### STUDY MATERIAL
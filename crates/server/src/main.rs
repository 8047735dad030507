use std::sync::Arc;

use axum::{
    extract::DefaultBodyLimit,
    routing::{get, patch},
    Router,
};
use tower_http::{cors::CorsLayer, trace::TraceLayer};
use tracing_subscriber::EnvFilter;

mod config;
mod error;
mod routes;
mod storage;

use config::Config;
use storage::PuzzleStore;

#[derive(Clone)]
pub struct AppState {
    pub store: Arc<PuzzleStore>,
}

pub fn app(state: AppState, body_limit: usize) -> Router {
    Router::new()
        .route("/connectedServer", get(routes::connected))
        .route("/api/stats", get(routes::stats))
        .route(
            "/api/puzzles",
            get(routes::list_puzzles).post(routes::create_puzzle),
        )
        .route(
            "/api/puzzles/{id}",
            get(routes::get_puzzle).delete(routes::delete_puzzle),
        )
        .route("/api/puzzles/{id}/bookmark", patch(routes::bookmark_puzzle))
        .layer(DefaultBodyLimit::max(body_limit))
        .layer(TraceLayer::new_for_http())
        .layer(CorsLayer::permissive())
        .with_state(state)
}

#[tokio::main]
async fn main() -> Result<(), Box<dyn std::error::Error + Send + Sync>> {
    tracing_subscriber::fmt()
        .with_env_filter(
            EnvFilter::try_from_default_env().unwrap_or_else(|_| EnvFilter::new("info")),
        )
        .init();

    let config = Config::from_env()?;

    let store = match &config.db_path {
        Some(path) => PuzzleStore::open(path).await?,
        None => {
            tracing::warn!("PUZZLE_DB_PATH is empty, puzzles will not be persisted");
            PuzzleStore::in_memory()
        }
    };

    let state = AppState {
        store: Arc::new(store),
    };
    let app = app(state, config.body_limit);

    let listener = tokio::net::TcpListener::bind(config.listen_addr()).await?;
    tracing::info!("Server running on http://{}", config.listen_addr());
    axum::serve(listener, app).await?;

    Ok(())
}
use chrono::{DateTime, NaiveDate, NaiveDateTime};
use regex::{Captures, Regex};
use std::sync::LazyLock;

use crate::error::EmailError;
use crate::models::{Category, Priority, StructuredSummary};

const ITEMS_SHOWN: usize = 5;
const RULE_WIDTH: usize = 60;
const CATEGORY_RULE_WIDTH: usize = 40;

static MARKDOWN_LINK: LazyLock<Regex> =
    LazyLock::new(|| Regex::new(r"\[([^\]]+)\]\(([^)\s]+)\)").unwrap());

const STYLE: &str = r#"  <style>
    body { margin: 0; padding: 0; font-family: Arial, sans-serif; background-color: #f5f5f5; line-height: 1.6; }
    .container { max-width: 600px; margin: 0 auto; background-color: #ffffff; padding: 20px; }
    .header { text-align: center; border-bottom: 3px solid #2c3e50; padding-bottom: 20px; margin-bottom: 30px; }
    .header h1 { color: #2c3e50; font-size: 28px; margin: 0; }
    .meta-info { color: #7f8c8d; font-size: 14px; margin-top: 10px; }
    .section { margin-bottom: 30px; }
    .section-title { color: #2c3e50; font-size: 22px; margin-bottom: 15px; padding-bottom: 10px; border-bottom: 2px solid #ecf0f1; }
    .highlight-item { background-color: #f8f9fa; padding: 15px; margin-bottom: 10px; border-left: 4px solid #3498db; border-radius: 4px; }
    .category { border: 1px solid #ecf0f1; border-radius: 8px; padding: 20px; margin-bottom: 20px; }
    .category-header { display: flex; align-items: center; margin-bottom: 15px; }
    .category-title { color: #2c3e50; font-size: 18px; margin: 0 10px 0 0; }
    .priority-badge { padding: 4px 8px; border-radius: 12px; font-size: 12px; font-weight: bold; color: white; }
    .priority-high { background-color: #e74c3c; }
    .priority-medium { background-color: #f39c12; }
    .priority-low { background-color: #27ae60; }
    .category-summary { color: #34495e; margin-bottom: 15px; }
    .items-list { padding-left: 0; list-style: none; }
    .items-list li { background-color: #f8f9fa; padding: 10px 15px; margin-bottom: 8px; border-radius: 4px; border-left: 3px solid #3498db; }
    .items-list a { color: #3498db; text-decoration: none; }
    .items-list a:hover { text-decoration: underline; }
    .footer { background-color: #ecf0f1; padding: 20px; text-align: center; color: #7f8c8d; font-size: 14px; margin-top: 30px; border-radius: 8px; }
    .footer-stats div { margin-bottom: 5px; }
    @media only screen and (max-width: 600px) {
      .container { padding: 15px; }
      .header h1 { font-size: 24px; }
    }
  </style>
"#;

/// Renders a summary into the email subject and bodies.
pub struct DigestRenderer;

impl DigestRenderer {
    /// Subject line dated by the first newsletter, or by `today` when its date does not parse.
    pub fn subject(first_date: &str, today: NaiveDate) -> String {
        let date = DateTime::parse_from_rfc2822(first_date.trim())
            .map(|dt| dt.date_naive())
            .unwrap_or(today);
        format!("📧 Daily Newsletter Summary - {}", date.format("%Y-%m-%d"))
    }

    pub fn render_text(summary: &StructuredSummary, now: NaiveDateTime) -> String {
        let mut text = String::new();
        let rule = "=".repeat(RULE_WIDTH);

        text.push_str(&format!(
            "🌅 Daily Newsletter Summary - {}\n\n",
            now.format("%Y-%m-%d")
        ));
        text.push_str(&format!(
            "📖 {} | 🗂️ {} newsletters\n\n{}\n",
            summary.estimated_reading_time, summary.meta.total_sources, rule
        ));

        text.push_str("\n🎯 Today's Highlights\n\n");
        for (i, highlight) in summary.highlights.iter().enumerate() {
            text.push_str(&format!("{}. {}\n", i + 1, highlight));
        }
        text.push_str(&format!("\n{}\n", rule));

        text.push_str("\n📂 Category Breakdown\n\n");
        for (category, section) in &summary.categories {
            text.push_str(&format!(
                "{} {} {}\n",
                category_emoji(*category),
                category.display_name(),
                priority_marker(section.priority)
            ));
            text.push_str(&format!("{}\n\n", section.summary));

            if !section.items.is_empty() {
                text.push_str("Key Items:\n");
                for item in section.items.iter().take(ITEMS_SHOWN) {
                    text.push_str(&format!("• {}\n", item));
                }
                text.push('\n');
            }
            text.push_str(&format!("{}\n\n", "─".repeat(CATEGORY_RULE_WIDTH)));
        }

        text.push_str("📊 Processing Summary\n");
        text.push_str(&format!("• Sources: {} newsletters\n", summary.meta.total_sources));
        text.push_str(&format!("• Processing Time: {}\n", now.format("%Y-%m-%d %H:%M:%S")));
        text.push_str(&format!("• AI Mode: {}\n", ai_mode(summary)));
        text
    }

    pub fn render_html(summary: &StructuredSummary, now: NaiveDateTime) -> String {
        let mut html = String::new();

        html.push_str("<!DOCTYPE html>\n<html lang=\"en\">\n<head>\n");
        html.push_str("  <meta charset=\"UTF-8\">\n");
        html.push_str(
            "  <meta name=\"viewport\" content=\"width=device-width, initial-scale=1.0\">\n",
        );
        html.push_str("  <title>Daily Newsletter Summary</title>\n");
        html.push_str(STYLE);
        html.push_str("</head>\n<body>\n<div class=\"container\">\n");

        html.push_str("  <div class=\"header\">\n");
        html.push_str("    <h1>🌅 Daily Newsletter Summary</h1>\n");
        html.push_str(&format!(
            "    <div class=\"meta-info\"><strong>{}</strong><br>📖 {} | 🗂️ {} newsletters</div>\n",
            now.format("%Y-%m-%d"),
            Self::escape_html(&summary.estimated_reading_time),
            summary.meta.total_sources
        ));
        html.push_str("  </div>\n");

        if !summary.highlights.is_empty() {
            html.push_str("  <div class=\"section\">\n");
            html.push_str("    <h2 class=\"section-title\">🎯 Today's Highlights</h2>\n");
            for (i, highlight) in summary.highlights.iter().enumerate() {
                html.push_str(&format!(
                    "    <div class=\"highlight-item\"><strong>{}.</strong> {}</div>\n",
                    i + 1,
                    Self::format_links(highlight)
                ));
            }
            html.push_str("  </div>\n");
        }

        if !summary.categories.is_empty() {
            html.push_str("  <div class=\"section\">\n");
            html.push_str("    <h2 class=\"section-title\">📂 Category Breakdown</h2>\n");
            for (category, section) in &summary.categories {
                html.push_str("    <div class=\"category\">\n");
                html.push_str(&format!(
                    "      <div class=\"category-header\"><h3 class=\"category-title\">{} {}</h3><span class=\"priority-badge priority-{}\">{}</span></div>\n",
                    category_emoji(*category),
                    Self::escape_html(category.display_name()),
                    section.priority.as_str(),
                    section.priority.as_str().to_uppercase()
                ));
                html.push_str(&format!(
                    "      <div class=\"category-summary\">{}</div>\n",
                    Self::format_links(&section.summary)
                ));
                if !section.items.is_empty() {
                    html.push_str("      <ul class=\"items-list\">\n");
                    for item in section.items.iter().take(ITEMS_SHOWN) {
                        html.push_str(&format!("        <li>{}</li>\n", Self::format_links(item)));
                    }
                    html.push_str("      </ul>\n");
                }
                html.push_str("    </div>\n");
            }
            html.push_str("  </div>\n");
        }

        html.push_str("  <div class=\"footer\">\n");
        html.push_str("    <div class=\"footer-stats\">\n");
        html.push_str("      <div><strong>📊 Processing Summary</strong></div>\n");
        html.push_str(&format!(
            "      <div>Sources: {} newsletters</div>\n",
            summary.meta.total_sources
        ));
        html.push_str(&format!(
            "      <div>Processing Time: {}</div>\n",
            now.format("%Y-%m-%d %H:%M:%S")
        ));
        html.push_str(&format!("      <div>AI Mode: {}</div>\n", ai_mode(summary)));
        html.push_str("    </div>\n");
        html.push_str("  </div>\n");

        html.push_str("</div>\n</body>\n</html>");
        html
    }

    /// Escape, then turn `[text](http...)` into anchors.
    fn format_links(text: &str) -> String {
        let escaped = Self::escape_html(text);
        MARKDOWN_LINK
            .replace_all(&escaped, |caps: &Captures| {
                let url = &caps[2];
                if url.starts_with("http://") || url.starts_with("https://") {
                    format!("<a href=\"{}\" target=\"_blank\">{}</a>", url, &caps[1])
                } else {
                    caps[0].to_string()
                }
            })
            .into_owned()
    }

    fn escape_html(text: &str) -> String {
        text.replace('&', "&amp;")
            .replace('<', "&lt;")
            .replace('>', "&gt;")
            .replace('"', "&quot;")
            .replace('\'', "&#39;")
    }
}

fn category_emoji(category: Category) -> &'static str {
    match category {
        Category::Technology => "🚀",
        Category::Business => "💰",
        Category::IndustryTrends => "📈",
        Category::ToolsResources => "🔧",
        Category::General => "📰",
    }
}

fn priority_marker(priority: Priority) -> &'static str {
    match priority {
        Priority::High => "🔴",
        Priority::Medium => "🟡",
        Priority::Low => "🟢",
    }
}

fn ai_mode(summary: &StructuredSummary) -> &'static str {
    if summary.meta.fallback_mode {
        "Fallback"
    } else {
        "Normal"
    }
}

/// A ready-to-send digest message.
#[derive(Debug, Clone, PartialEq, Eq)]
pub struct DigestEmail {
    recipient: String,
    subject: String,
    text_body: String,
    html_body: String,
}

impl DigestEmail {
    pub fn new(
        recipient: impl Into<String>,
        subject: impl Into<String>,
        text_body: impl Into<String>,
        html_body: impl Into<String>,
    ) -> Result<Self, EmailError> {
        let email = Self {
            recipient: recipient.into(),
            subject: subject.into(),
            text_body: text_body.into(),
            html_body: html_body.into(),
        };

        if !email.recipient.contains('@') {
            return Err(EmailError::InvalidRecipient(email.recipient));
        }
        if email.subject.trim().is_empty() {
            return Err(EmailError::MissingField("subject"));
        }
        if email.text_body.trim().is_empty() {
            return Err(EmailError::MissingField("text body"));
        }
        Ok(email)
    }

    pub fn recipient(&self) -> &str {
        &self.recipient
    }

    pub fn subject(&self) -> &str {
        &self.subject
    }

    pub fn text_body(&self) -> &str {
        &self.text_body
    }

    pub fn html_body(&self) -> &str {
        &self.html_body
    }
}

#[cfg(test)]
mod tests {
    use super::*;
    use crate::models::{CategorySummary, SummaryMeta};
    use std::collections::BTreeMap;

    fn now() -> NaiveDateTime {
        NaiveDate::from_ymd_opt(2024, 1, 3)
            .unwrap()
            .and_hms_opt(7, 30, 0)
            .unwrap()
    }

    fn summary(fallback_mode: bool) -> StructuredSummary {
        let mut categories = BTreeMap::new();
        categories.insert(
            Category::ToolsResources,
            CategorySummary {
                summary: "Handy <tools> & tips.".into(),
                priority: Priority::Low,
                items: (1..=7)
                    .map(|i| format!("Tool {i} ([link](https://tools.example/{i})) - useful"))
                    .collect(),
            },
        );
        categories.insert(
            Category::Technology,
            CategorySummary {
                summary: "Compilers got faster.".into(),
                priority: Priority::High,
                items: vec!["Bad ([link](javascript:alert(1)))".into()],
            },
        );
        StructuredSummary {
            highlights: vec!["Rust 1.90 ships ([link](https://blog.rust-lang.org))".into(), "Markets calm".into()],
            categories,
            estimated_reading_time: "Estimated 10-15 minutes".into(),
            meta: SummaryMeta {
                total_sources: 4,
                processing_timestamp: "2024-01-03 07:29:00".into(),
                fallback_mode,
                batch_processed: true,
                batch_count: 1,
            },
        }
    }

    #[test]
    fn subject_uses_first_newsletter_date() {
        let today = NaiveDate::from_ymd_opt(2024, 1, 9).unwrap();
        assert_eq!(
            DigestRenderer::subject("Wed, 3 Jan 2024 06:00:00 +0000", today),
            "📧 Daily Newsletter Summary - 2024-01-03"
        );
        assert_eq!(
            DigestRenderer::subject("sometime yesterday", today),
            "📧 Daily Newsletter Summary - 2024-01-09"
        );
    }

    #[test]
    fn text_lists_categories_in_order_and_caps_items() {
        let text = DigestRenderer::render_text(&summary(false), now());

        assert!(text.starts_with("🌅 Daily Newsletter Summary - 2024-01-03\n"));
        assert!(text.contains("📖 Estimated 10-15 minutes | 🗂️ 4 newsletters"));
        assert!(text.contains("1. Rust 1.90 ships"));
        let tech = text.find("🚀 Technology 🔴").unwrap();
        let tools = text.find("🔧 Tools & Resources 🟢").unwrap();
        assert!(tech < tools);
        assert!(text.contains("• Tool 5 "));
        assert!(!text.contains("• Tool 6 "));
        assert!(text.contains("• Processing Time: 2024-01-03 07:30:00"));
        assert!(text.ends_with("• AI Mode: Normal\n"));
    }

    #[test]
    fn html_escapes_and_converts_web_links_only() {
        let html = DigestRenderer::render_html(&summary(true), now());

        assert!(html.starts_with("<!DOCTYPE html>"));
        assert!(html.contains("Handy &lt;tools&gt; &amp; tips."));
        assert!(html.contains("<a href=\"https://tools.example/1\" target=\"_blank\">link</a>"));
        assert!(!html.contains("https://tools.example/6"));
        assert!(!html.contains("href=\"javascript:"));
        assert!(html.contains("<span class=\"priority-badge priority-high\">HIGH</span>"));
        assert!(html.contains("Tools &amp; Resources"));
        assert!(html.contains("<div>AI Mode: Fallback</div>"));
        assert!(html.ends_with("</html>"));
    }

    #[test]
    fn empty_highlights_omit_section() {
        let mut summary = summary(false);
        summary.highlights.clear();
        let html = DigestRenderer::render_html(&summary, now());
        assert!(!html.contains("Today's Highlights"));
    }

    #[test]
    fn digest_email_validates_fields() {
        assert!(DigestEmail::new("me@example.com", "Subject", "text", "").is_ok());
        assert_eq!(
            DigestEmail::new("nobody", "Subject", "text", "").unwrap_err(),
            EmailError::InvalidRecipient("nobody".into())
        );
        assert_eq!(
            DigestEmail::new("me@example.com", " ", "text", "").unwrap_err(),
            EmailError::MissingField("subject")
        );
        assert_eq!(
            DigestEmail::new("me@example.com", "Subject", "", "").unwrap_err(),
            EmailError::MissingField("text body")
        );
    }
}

### TASK DESCRIPTION
Only the number should be given: the count of lines above that hold the word "StructuredSummary".

### RESULT FOR THIS EXERCISE
6